▶ [Problem requirements]
Go through the material and copy each line that includes "continue".

▶ [Data provided]
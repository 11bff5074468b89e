mod best_first;
mod bfs;

use crate::{
    error::{MazeError, Result},
    events::MazeObserver,
    maze::{Cell, Maze},
};
pub use best_first::solve_best_first;
pub use bfs::solve_bfs;

#[derive(Debug, Clone, Copy, PartialEq, Eq, Default, clap::ValueEnum)]
pub enum Solver {
    /// Frontier ordered by Manhattan distance to the goal
    #[default]
    BestFirst,
    /// Frontier in discovery order
    Bfs,
}

impl std::fmt::Display for Solver {
    fn fmt(&self, f: &mut std::fmt::Formatter<'_>) -> std::fmt::Result {
        match self {
            Solver::BestFirst => write!(f, "Greedy Best-First Search"),
            Solver::Bfs => write!(f, "Breadth-First Search (BFS)"),
        }
    }
}

/// Finds the path from `start` to `end`, both included, with the chosen solver.
pub fn solve_maze<O: MazeObserver + ?Sized>(
    maze: &Maze,
    solver: Solver,
    start: Cell,
    end: Cell,
    observer: &mut O,
) -> Result<Vec<Cell>> {
    match solver {
        Solver::BestFirst => solve_best_first(maze, start, end, observer),
        Solver::Bfs => solve_bfs(maze, start, end, observer),
    }
}

/// Resolves both endpoints to cell indices, failing with the matching error kind.
fn endpoint_indices(maze: &Maze, start: Cell, end: Cell) -> Result<(usize, usize)> {
    let start_idx = maze
        .grid()
        .index_of(start)
        .ok_or(MazeError::StartNotFound(start))?;
    let end_idx = maze
        .grid()
        .index_of(end)
        .ok_or(MazeError::EndNotFound(end))?;
    Ok((start_idx, end_idx))
}

/// Walks the predecessor map back from the goal, then reports the path from start to goal.
///
/// # Panics
/// If a cell on the way back has no predecessor. Every discovered cell gets one before it
/// enters the frontier.
fn reconstruct_path<O: MazeObserver + ?Sized>(
    maze: &Maze,
    came_from: &[Option<usize>],
    start_idx: usize,
    goal_idx: usize,
    observer: &mut O,
) -> Vec<Cell> {
    let mut path = vec![maze.grid().cell_at(goal_idx)];
    let mut ci = goal_idx;
    while ci != start_idx {
        ci = match came_from[ci] {
            Some(parent) => parent,
            None => panic!(
                "cell {} was reached without a predecessor",
                maze.grid().cell_at(ci)
            ),
        };
        path.push(maze.grid().cell_at(ci));
    }
    path.reverse();

    for (index, &cell) in path.iter().enumerate() {
        observer.on_path_cell(cell, index);
    }
    path
}
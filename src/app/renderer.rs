use std::{
    fmt,
    io::Write,
    sync::{
        atomic::{AtomicBool, Ordering},
        mpsc::{Receiver, RecvTimeoutError},
    },
    time::Duration,
};

use crossterm::{
    cursor, queue,
    style::{self, Color, Stylize},
    terminal::{self, ClearType},
};

use crate::{events::MazeEvent, maze::Cell};

/// What a single tile of the drawn maze shows.
/// Cells sit on odd tile coordinates, with the walls between them on even ones.
#[derive(Debug, Clone, Copy, PartialEq, Eq, Default)]
pub enum Tile {
    #[default]
    Wall,
    Empty,
    /// Expanded by the search
    Visited,
    /// Part of the final path
    Route,
    Start,
    Goal,
}

impl Tile {
    /// The width of each tile when rendered, in character widths.
    pub const WIDTH: u16 = 2;

    fn symbol(self) -> &'static str {
        match self {
            Tile::Wall => "██",
            Tile::Empty => "  ",
            Tile::Visited => "··",
            Tile::Route => "**",
            Tile::Start => "S ",
            Tile::Goal => "G ",
        }
    }

    fn color(self) -> Color {
        match self {
            Tile::Wall => Color::White,
            Tile::Empty => Color::Reset,
            Tile::Visited => Color::Blue,
            Tile::Route => Color::Yellow,
            Tile::Start => Color::Green,
            Tile::Goal => Color::Red,
        }
    }
}

impl fmt::Display for Tile {
    fn fmt(&self, f: &mut fmt::Formatter<'_>) -> fmt::Result {
        let styled_symbol = self.symbol().with(self.color());

        #[cfg(debug_assertions)]
        {
            use unicode_width::UnicodeWidthStr;
            assert_eq!(
                styled_symbol.content().width(),
                Tile::WIDTH as usize,
                "Each tile must occupy exactly two character widths."
            );
        }

        write!(f, "{}", styled_symbol)
    }
}

#[derive(Debug, Clone, Copy, PartialEq, Eq)]
pub enum RendererStatus {
    /// All events were drawn and the event channel closed
    Completed,
    /// The stop flag was raised before the events ran out
    Cancelled,
}

/// Draws maze events onto a tile grid of `(2w + 1) x (2h + 1)` tiles.
pub struct Renderer<W: Write> {
    out: W,
    tiles: Box<[Tile]>,
    tile_width: usize,
    tile_height: usize,
    endpoints: Option<(Cell, Cell)>,
    /// Last path cell drawn, to fill the passage leading to the next one
    last_path_cell: Option<Cell>,
    /// Time to wait after each event so the animation is watchable
    render_refresh_time: Duration,
}

impl<W: Write> Renderer<W> {
    /// How often the render loop checks the stop flag while no events arrive
    const EVENT_RECV_TIMEOUT: Duration = Duration::from_millis(100);

    pub fn new(out: W, render_refresh_time: Duration) -> Self {
        Renderer {
            out,
            tiles: Box::default(),
            tile_width: 0,
            tile_height: 0,
            endpoints: None,
            last_path_cell: None,
            render_refresh_time,
        }
    }

    /// Number of tile rows, which is also the number of terminal rows the maze occupies.
    pub fn tile_height(&self) -> usize {
        self.tile_height
    }

    pub fn tile(&self, coord: (usize, usize)) -> Tile {
        self.tiles[coord.1 * self.tile_width + coord.0]
    }

    fn set(&mut self, coord: (usize, usize), tile: Tile, changed: &mut Vec<(usize, usize)>) {
        let idx = coord.1 * self.tile_width + coord.0;
        if idx < self.tiles.len() && self.tiles[idx] != tile {
            self.tiles[idx] = tile;
            changed.push(coord);
        }
    }

    fn cell_tile(cell: Cell) -> (usize, usize) {
        (cell.x as usize * 2 + 1, cell.y as usize * 2 + 1)
    }

    fn passage_tile(a: Cell, b: Cell) -> (usize, usize) {
        (a.x as usize + b.x as usize + 1, a.y as usize + b.y as usize + 1)
    }

    fn is_endpoint(&self, cell: Cell) -> bool {
        self.endpoints
            .is_some_and(|(start, end)| cell == start || cell == end)
    }

    /// Applies an event to the tile grid and returns the tiles that changed.
    /// A `GridInit` replaces the whole grid and returns no individual tiles.
    pub fn apply(&mut self, event: &MazeEvent) -> Vec<(usize, usize)> {
        let mut changed = Vec::new();
        match *event {
            MazeEvent::GridInit { width, height } => {
                self.tile_width = width as usize * 2 + 1;
                self.tile_height = height as usize * 2 + 1;
                self.tiles =
                    vec![Tile::Wall; self.tile_width * self.tile_height].into_boxed_slice();
                for y in 0..height {
                    for x in 0..width {
                        let (tx, ty) = Self::cell_tile(Cell::new(x, y));
                        self.tiles[ty * self.tile_width + tx] = Tile::Empty;
                    }
                }
                self.endpoints = None;
                self.last_path_cell = None;
            }
            MazeEvent::ConnectionAccepted { a, b, .. } => {
                self.set(Self::passage_tile(a, b), Tile::Empty, &mut changed);
            }
            MazeEvent::SearchStarted { start, end } => {
                // Wipe marks left over from an earlier search
                for idx in 0..self.tiles.len() {
                    if self.tiles[idx] != Tile::Wall {
                        let coord = (idx % self.tile_width, idx / self.tile_width);
                        self.set(coord, Tile::Empty, &mut changed);
                    }
                }
                self.endpoints = Some((start, end));
                self.last_path_cell = None;
                // A start that is also the goal shows as the start
                self.set(Self::cell_tile(end), Tile::Goal, &mut changed);
                self.set(Self::cell_tile(start), Tile::Start, &mut changed);
            }
            MazeEvent::CellExpanded(cell) => {
                if !self.is_endpoint(cell) {
                    self.set(Self::cell_tile(cell), Tile::Visited, &mut changed);
                }
            }
            MazeEvent::PathCell { cell, .. } => {
                if let Some(previous) = self.last_path_cell {
                    self.set(Self::passage_tile(previous, cell), Tile::Route, &mut changed);
                }
                if !self.is_endpoint(cell) {
                    self.set(Self::cell_tile(cell), Tile::Route, &mut changed);
                }
                self.last_path_cell = Some(cell);
            }
        }
        changed
    }

    /// Redraws every tile from the top-left corner of the terminal.
    pub fn draw_all(&mut self) -> std::io::Result<()> {
        queue!(self.out, terminal::Clear(ClearType::All), cursor::MoveTo(0, 0))?;
        for y in 0..self.tile_height {
            for x in 0..self.tile_width {
                let tile = self.tile((x, y));
                queue!(self.out, style::Print(tile))?;
            }
            queue!(self.out, style::Print("\r\n"))?;
        }
        self.out.flush()
    }

    /// Writes the tile grid as plain, unstyled lines, for output outside of raw mode.
    pub fn write_plain(&mut self) -> std::io::Result<()> {
        for y in 0..self.tile_height {
            for x in 0..self.tile_width {
                let symbol = self.tile((x, y)).symbol();
                self.out.write_all(symbol.as_bytes())?;
            }
            writeln!(self.out)?;
        }
        self.out.flush()
    }

    /// Apply an event and draw whatever it changed
    pub fn render_event(&mut self, event: &MazeEvent) -> std::io::Result<()> {
        if let MazeEvent::GridInit { .. } = event {
            self.apply(event);
            return self.draw_all();
        }
        for (x, y) in self.apply(event) {
            let (Ok(column), Ok(row)) = (u16::try_from(x * Tile::WIDTH as usize), u16::try_from(y))
            else {
                // Beyond what a terminal can address
                continue;
            };
            let tile = self.tile((x, y));
            queue!(self.out, cursor::MoveTo(column, row), style::Print(tile))?;
        }
        self.out.flush()
    }

    /// Render loop that draws events until the channel closes or `should_stop` is raised.
    pub fn render(
        &mut self,
        event_rx: Receiver<MazeEvent>,
        should_stop: &AtomicBool,
    ) -> std::io::Result<RendererStatus> {
        loop {
            if should_stop.load(Ordering::Acquire) {
                tracing::debug!("[render] stop flag set, exiting render loop");
                return Ok(RendererStatus::Cancelled);
            }
            match event_rx.recv_timeout(Self::EVENT_RECV_TIMEOUT) {
                Err(RecvTimeoutError::Timeout) => continue,
                Err(RecvTimeoutError::Disconnected) => {
                    // All senders are dropped
                    tracing::debug!("[render] event channel closed, exiting render loop");
                    break;
                }
                Ok(event) => {
                    self.render_event(&event)?;
                    if !self.render_refresh_time.is_zero() {
                        std::thread::sleep(self.render_refresh_time);
                    }
                }
            }
        }
        // Move cursor below the maze after exiting
        let row = u16::try_from(self.tile_height).unwrap_or(u16::MAX);
        queue!(self.out, cursor::MoveTo(0, row))?;
        self.out.flush()?;
        Ok(RendererStatus::Completed)
    }
}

▶ [Output below]
                continue;
                Err(RecvTimeoutError::Timeout) => continue,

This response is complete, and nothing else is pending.